Let's use "C data from Krippendorff" in the package irr and the R script for calculating Krippendorff's Alpha once:
# the "C" data from Krippendorff
#rater per row; rated subject per column; NAs allowed
library(irr)
nmm<-matrix(c(1,1,NA,1,2,2,3,2,3,3,3,3,3,3,3,3,2,2,2,2,1,2,3,4,4,4,4,4,
1,1,2,1,2,2,2,2,NA,5,5,5,NA,NA,1,1,NA,NA,3,NA),nrow=4)
kripp.alpha(nmm,"ordinal")
You can use the boot
function from the boot
package to bootstrap values. Here I'll bootstrap the set of subjects but keep the raters fixed:
library(boot)
library(irr)
ka <- function(data, indices) kripp.alpha(nmm[,indices], "ordinal")$value
b <- boot(seq(ncol(nmm)), ka, 1000)
Now you can use the boot.ci
function to compute a 95% confidence interval for the bootstrapped value; I'll use the percentile confidence interval, but others are available (check out ?boot.ci
):
boot.ci(b, type="perc")
# BOOTSTRAP CONFIDENCE INTERVAL CALCULATIONS
# Based on 1000 bootstrap replicates
#
# CALL :
# boot.ci(boot.out = b, type = "perc")
#
# Intervals :
# Level Percentile
# 95% ( 0.4297, 1.0000 )
# Calculations and Intervals on Original Scale
Unfortunately, the bootstrap solution given by josliber doesn't do what you think it does. The problem is that boot() expects data in an nXm matrix while kripp.alpha() expects data in an mXn matrix. The solution given will run, as shown, but the resampling being done is not by subjects, but by raters, so with 4 raters in the example data set we have a small number of possible samples, with the possibility that the resampled set will come from a single rater (hence the conf interval includes 1.0).
One solution is to keep your data in the nXm form that boot uses, and add a matrix transpose before giving it to kripp.alpha().
alpha.boot <- function(data,x) {
d <- t(data[x,])
kripp.alpha(d,method="nominal")$value
}
Probably too late to be helpful for Paul, but for future reference note that none of the proposed methods is consistent with the bootstrap algorithm described by Klaus Krippendorff (http://web.asc.upenn.edu/usr/krippendorff/boot.c-Alpha.pdf).

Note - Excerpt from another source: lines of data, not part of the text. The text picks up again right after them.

//! # Database Pool Management
//!
//! Connection pool creation and configuration for SQLite.
//!
//! ## Architecture
//! ```text
//! ┌─────────────────────────────────────────────────────────────────────────┐
//! │                      Database Connection Pool                           │
//! │                                                                         │
//! │  DbConfig::new(path) ← Configure pool settings                          │
//! │       │                                                                 │
//! │       ▼                                                                 │
//! │  Database::new(config).await ← Create pool + run migrations             │
//! │       │                                                                 │
//! │       ▼                                                                 │
//! │  ┌─────────────────────────────────────────┐                            │
//! │  │            SqlitePool                   │                            │
//! │  │  ┌─────┐ ┌─────┐ ┌─────┐ ┌─────┐        │                            │
//! │  │  │Conn1│ │Conn2│ │Conn3│ │Conn4│ ...    │  (max_connections)         │
//! │  │  └─────┘ └─────┘ └─────┘ └─────┘        │                            │
//! │  └─────────────────────────────────────────┘                            │
//! │       │                                                                 │
//! │       │ Concurrent access from request handlers                         │
//! │       ▼                                                                 │
//! │  open/close/void run in write transactions; the partial unique          │
//! │  index on open sessions makes racing opens lose cleanly                 │
//! │                                                                         │
//! └─────────────────────────────────────────────────────────────────────────┘
//! ```
//!
//! ## WAL Mode
//! SQLite WAL (Write-Ahead Logging) mode is enabled for:
//! - Better concurrent read performance
//! - Readers don't block writers
//! - Writers don't block readers
//! - Better crash recovery

use sqlx::sqlite::{SqliteConnectOptions, SqliteJournalMode, SqlitePoolOptions, SqliteSynchronous};
use sqlx::SqlitePool;
use std::path::PathBuf;
use std::str::FromStr;
use std::time::Duration;
use tracing::{debug, info};

use crate::auditor::Auditor;
use crate::error::{DbError, DbResult};
use crate::lifecycle::Lifecycle;
use crate::migrations;
use crate::repository::entry::EntryRepository;
use crate::repository::sale::SaleRepository;
use crate::repository::till_session::TillSessionRepository;

// =============================================================================
// Configuration
// =============================================================================

/// Database configuration.
///
/// ## Example
/// ```rust,ignore
/// let config = DbConfig::new("/path/to/caja.db")
///     .max_connections(5)
///     .min_connections(1);
/// ```
#[derive(Debug, Clone)]
pub struct DbConfig {
    /// Path to the SQLite database file.
    pub database_path: PathBuf,

    /// Maximum number of connections in the pool.
    /// Default: 5 (sufficient for a small shop's request load)
    pub max_connections: u32,

    /// Minimum number of connections to keep alive.
    /// Default: 1
    pub min_connections: u32,

    /// Connection timeout duration.
    /// Default: 30 seconds
    pub connect_timeout: Duration,

    /// Idle timeout before closing a connection.
    /// Default: 10 minutes
    pub idle_timeout: Duration,

    /// Whether to run migrations on connect.
    /// Default: true
    pub run_migrations: bool,
}

impl DbConfig {
    /// Creates a new database configuration with the given path.
    ///
    /// ## Arguments
    /// * `path` - Path to the SQLite database file. Will be created if it doesn't exist.
    pub fn new(path: impl Into<PathBuf>) -> Self {
        DbConfig {
            database_path: path.into(),
            max_connections: 5,
            min_connections: 1,
            connect_timeout: Duration::from_secs(30),
            idle_timeout: Duration::from_secs(600),
            run_migrations: true,
        }
    }

    /// Sets the maximum number of connections.
    pub fn max_connections(mut self, max: u32) -> Self {
        self.max_connections = max;
        self
    }

    /// Sets the minimum number of connections.
    pub fn min_connections(mut self, min: u32) -> Self {
        self.min_connections = min;
        self
    }

    /// Sets the connection timeout.
    pub fn connect_timeout(mut self, timeout: Duration) -> Self {
        self.connect_timeout = timeout;
        self
    }

    /// Sets whether to run migrations on connect.
    pub fn run_migrations(mut self, run: bool) -> Self {
        self.run_migrations = run;
        self
    }

    /// Creates an in-memory database configuration (for testing).
    ///
    /// ## Usage
    /// ```rust,ignore
    /// let config = DbConfig::in_memory();
    /// let db = Database::new(config).await?;
    /// // Database is isolated, perfect for tests
    /// ```
    pub fn in_memory() -> Self {
        DbConfig {
            database_path: PathBuf::from(":memory:"),
            max_connections: 1, // In-memory requires single connection
            min_connections: 1,
            connect_timeout: Duration::from_secs(5),
            idle_timeout: Duration::from_secs(60),
            run_migrations: true,
        }
    }
}

// =============================================================================
// Database
// =============================================================================

/// Main database handle providing repository and service access.
///
/// ## Usage
/// ```rust,ignore
/// let db = Database::new(DbConfig::new("./caja.db")).await?;
///
/// let session = db.lifecycle().open_session("1", "op1", 100_000).await?;
/// let balance = db.lifecycle().get_balance(&session.id).await?;
/// let findings = db.auditor().run_audit(AuditScope::All).await?;
/// ```
#[derive(Debug, Clone)]
pub struct Database {
    /// The SQLite connection pool.
    pool: SqlitePool,
}

impl Database {
    /// Creates a new database connection pool.
    ///
    /// ## What This Does
    /// 1. Creates the database file if it doesn't exist
    /// 2. Configures SQLite:
    ///    - WAL mode for concurrent reads
    ///    - NORMAL synchronous (balance of safety/speed)
    ///    - Foreign keys enabled
    /// 3. Creates the connection pool
    /// 4. Runs migrations (if enabled)
    pub async fn new(config: DbConfig) -> DbResult<Self> {
        info!(
            path = %config.database_path.display(),
            "Initializing database connection"
        );

        // sqlite://path creates file if not exists
        let connect_url = format!("sqlite://{}?mode=rwc", config.database_path.display());

        let connect_options = SqliteConnectOptions::from_str(&connect_url)
            .map_err(|e| DbError::ConnectionFailed(e.to_string()))?
            // WAL mode: readers don't block writers, writers don't block readers
            .journal_mode(SqliteJournalMode::Wal)
            // NORMAL synchronous: data is safe from corruption, may lose
            // last transaction on crash
            .synchronous(SqliteSynchronous::Normal)
            // SQLite has foreign keys disabled by default for backwards
            // compatibility
            .foreign_keys(true)
            .create_if_missing(true);

        debug!("Connection options configured");

        let pool = SqlitePoolOptions::new()
            .max_connections(config.max_connections)
            .min_connections(config.min_connections)
            .acquire_timeout(config.connect_timeout)
            .idle_timeout(Some(config.idle_timeout))
            .connect_with(connect_options)
            .await
            .map_err(|e| DbError::ConnectionFailed(e.to_string()))?;

        info!(
            max_connections = config.max_connections,
            "Database pool created"
        );

        let db = Database { pool };

        if config.run_migrations {
            db.run_migrations().await?;
        }

        Ok(db)
    }

    /// Runs database migrations.
    ///
    /// Automatically called by `new()` if `run_migrations` is true.
    pub async fn run_migrations(&self) -> DbResult<()> {
        info!("Running database migrations");
        migrations::run_migrations(&self.pool).await?;
        info!("Migrations complete");
        Ok(())
    }

    /// Returns a reference to the connection pool.
    ///
    /// For advanced queries not covered by repositories. Prefer using
    /// repository methods when available.
    pub fn pool(&self) -> &SqlitePool {
        &self.pool
    }

    /// Returns the till session repository.
    pub fn sessions(&self) -> TillSessionRepository {
        TillSessionRepository::new(self.pool.clone())
    }

    /// Returns the sale repository.
    pub fn sales(&self) -> SaleRepository {
        SaleRepository::new(self.pool.clone())
    }

    /// Returns the expense/income entry repository.
    pub fn entries(&self) -> EntryRepository {
        EntryRepository::new(self.pool.clone())
    }

    /// Returns the session lifecycle service (open/close/void/record).
    pub fn lifecycle(&self) -> Lifecycle {
        Lifecycle::new(self.pool.clone())
    }

    /// Returns the reconciliation auditor (scan + explicit repairs).
    pub fn auditor(&self) -> Auditor {
        Auditor::new(self.pool.clone())
    }

    /// Closes the database connection pool.
    ///
    /// After calling close, all repository operations will fail.
    pub async fn close(&self) {
        info!("Closing database connection pool");
        self.pool.close().await;
    }

    /// Checks if the database is healthy (can execute queries).
    pub async fn health_check(&self) -> bool {
        sqlx::query("SELECT 1").execute(&self.pool).await.is_ok()
    }
}

// =============================================================================
// Unit Tests
// =============================================================================

#[cfg(test)]
mod tests {
    use super::*;

    #[tokio::test]
    async fn test_in_memory_database() {
        let config = DbConfig::in_memory();
        let db = Database::new(config).await.unwrap();

        assert!(db.health_check().await);

        let (total, applied) = migrations::migration_status(db.pool()).await.unwrap();
        assert_eq!(total, applied);
    }

    #[tokio::test]
    async fn test_config_builder() {
        let config = DbConfig::new("/tmp/test.db")
            .max_connections(10)
            .min_connections(2);

        assert_eq!(config.max_connections, 10);
        assert_eq!(config.min_connections, 2);
    }
}
//! # Balance Calculator
//!
//! Computes the expected cash balance for a session at any point in time,
//! open or closed.
//!
//! ## The Canonical Formula
//! ```text
//! ┌─────────────────────────────────────────────────────────────────────────┐
//! │  balance = opening_float                                                │
//! │          + Σ sale.total      (attributed, completed, not voided)        │
//! │          + Σ entry.amount    (attributed, kind == income)               │
//! │          - Σ entry.amount    (attributed, kind == expense)              │
//! │                                                                         │
//! │  Withdrawals ARE expenses: they appear once inside the expense sum      │
//! │  and are reported separately as withdrawal_total for summaries.         │
//! │  They are never subtracted twice.                                       │
//! │                                                                         │
//! │  Voided sales contribute ZERO directly. Their cash effect exists        │
//! │  only through the void-reversal expense created at void time. If        │
//! │  that reversal is missing, this calculator overstates the balance       │
//! │  by the voided sale's tendered amount; the auditor checks for it.       │
//! └─────────────────────────────────────────────────────────────────────────┘
//! ```
//!
//! All arithmetic is integer [`Money`]; no floating point anywhere.

use crate::money::Money;
use crate::types::{Balance, BalanceBreakdown, EntryKind, ExpenseIncome, Sale, TillSession};

/// Computes the expected balance of `session` from its attributed sales
/// and expense/income entries.
///
/// Inputs may be unfiltered: only rows whose stored `till_session_id`
/// matches the session are counted. Never mutates anything.
pub fn compute_balance(
    session: &TillSession,
    sales: &[Sale],
    entries: &[ExpenseIncome],
) -> Balance {
    let attributed_sales = sales
        .iter()
        .filter(|s| s.till_session_id.as_deref() == Some(session.id.as_str()));

    let sales_total: Money = attributed_sales
        .filter(|s| s.counts_toward_balance())
        .map(|s| s.total())
        .sum();

    let mut income_total = Money::zero();
    let mut expense_total = Money::zero();
    let mut withdrawal_total = Money::zero();

    for entry in entries
        .iter()
        .filter(|e| e.till_session_id.as_deref() == Some(session.id.as_str()))
    {
        match entry.kind {
            EntryKind::Income => income_total += entry.amount(),
            EntryKind::Expense => {
                expense_total += entry.amount();
                if entry.is_withdrawal() {
                    withdrawal_total += entry.amount();
                }
            }
        }
    }

    let opening_float = session.opening_float();
    let total = opening_float + sales_total + income_total - expense_total;

    Balance {
        total,
        breakdown: BalanceBreakdown {
            opening_float,
            sales_total,
            income_total,
            expense_total,
            withdrawal_total,
        },
    }
}

// =============================================================================
// Unit Tests
// =============================================================================

#[cfg(test)]
mod tests {
    use super::*;
    use crate::types::{EntrySubkind, PaymentMethod};
    use chrono::{DateTime, TimeZone, Utc};

    fn ts(hour: u32) -> DateTime<Utc> {
        Utc.with_ymd_and_hms(2026, 3, 14, hour, 0, 0).unwrap()
    }

    fn session_with_float(units: i64) -> TillSession {
        TillSession {
            id: "s1".to_string(),
            till_id: "1".to_string(),
            operator_id: "op1".to_string(),
            opened_at: ts(9),
            closed_at: None,
            opening_float_units: units,
            closing_amount_units: None,
        }
    }

    fn cash_sale(id: &str, session_id: &str, total: i64) -> Sale {
        Sale {
            id: id.to_string(),
            till_id: "1".to_string(),
            operator_id: "op1".to_string(),
            seller_id: None,
            till_session_id: Some(session_id.to_string()),
            timestamp: ts(11),
            total_units: total,
            payment_method: PaymentMethod::Cash,
            amount_tendered_units: Some(total),
            completed: true,
            voided: false,
            void_reason: None,
            void_timestamp: None,
        }
    }

    fn entry(
        id: &str,
        session_id: &str,
        kind: EntryKind,
        subkind: EntrySubkind,
        amount: i64,
    ) -> ExpenseIncome {
        ExpenseIncome {
            id: id.to_string(),
            till_id: "1".to_string(),
            kind,
            subkind,
            amount_units: amount,
            description: "test".to_string(),
            timestamp: ts(12),
            operator_id: "op1".to_string(),
            till_session_id: Some(session_id.to_string()),
        }
    }

    #[test]
    fn test_empty_session_is_opening_float() {
        let session = session_with_float(100_000);
        let balance = compute_balance(&session, &[], &[]);

        assert_eq!(balance.total.units(), 100_000);
        assert_eq!(balance.breakdown.sales_total, Money::zero());
        assert_eq!(balance.breakdown.withdrawal_total, Money::zero());
    }

    #[test]
    fn test_canonical_formula() {
        // open float 100000; cash sale 20000; expense 5000
        // balance = 100000 + 20000 - 5000 = 115000
        let session = session_with_float(100_000);
        let sales = vec![cash_sale("v1", "s1", 20_000)];
        let entries = vec![entry(
            "e1",
            "s1",
            EntryKind::Expense,
            EntrySubkind::Plain,
            5_000,
        )];

        let balance = compute_balance(&session, &sales, &entries);
        assert_eq!(balance.total.units(), 115_000);
        assert_eq!(balance.breakdown.sales_total.units(), 20_000);
        assert_eq!(balance.breakdown.expense_total.units(), 5_000);
        assert_eq!(balance.breakdown.income_total.units(), 0);
    }

    #[test]
    fn test_income_adds() {
        let session = session_with_float(0);
        let entries = vec![entry(
            "e1",
            "s1",
            EntryKind::Income,
            EntrySubkind::Plain,
            7_500,
        )];

        let balance = compute_balance(&session, &[], &entries);
        assert_eq!(balance.total.units(), 7_500);
        assert_eq!(balance.breakdown.income_total.units(), 7_500);
    }

    #[test]
    fn test_voided_sale_counts_only_through_reversal() {
        // Voided sale: total excluded, reversal expense of the tendered
        // amount included. 100000 + 0 - 5000 - 20000 = 75000
        let session = session_with_float(100_000);

        let mut voided = cash_sale("v1", "s1", 20_000);
        voided.voided = true;
        voided.void_reason = Some("producto dañado".to_string());
        voided.void_timestamp = Some(ts(13));

        let entries = vec![
            entry("e1", "s1", EntryKind::Expense, EntrySubkind::Plain, 5_000),
            entry(
                "e2",
                "s1",
                EntryKind::Expense,
                EntrySubkind::VoidReversal,
                20_000,
            ),
        ];

        let balance = compute_balance(&session, &[voided], &entries);
        assert_eq!(balance.total.units(), 75_000);
        assert_eq!(balance.breakdown.sales_total.units(), 0);
        assert_eq!(balance.breakdown.expense_total.units(), 25_000);
    }

    #[test]
    fn test_withdrawal_subtracted_once_reported_separately() {
        let session = session_with_float(100_000);
        let sales = vec![cash_sale("v1", "s1", 20_000)];
        let entries = vec![
            entry("e1", "s1", EntryKind::Expense, EntrySubkind::Plain, 5_000),
            entry(
                "e2",
                "s1",
                EntryKind::Expense,
                EntrySubkind::Withdrawal,
                10_000,
            ),
        ];

        let balance = compute_balance(&session, &sales, &entries);
        // 100000 + 20000 - 5000 - 10000: the withdrawal appears once in
        // expense_total, and again as withdrawal_total for display only.
        assert_eq!(balance.total.units(), 105_000);
        assert_eq!(balance.breakdown.expense_total.units(), 15_000);
        assert_eq!(balance.breakdown.withdrawal_total.units(), 10_000);
    }

    #[test]
    fn test_other_sessions_rows_are_ignored() {
        let session = session_with_float(100_000);
        let sales = vec![
            cash_sale("v1", "s1", 20_000),
            cash_sale("v2", "other", 99_000),
        ];
        let mut unattributed = cash_sale("v3", "s1", 1_000);
        unattributed.till_session_id = None;
        let sales = [sales, vec![unattributed]].concat();

        let entries = vec![entry(
            "e1",
            "other",
            EntryKind::Expense,
            EntrySubkind::Plain,
            50_000,
        )];

        let balance = compute_balance(&session, &sales, &entries);
        assert_eq!(balance.total.units(), 120_000);
    }

    #[test]
    fn test_incomplete_sale_excluded() {
        let session = session_with_float(0);
        let mut sale = cash_sale("v1", "s1", 20_000);
        sale.completed = false;

        let balance = compute_balance(&session, &[sale], &[]);
        assert_eq!(balance.total.units(), 0);
    }
}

The repeated samples do neither draw raters nor units, but "hypothetical reliability data from the matrix of observed coincidences among pairs of values assigned to units in independent replications" (Krippendorff 2016). Thus, conventional bootstrap implementations will not give the answer intended by Krippendorff.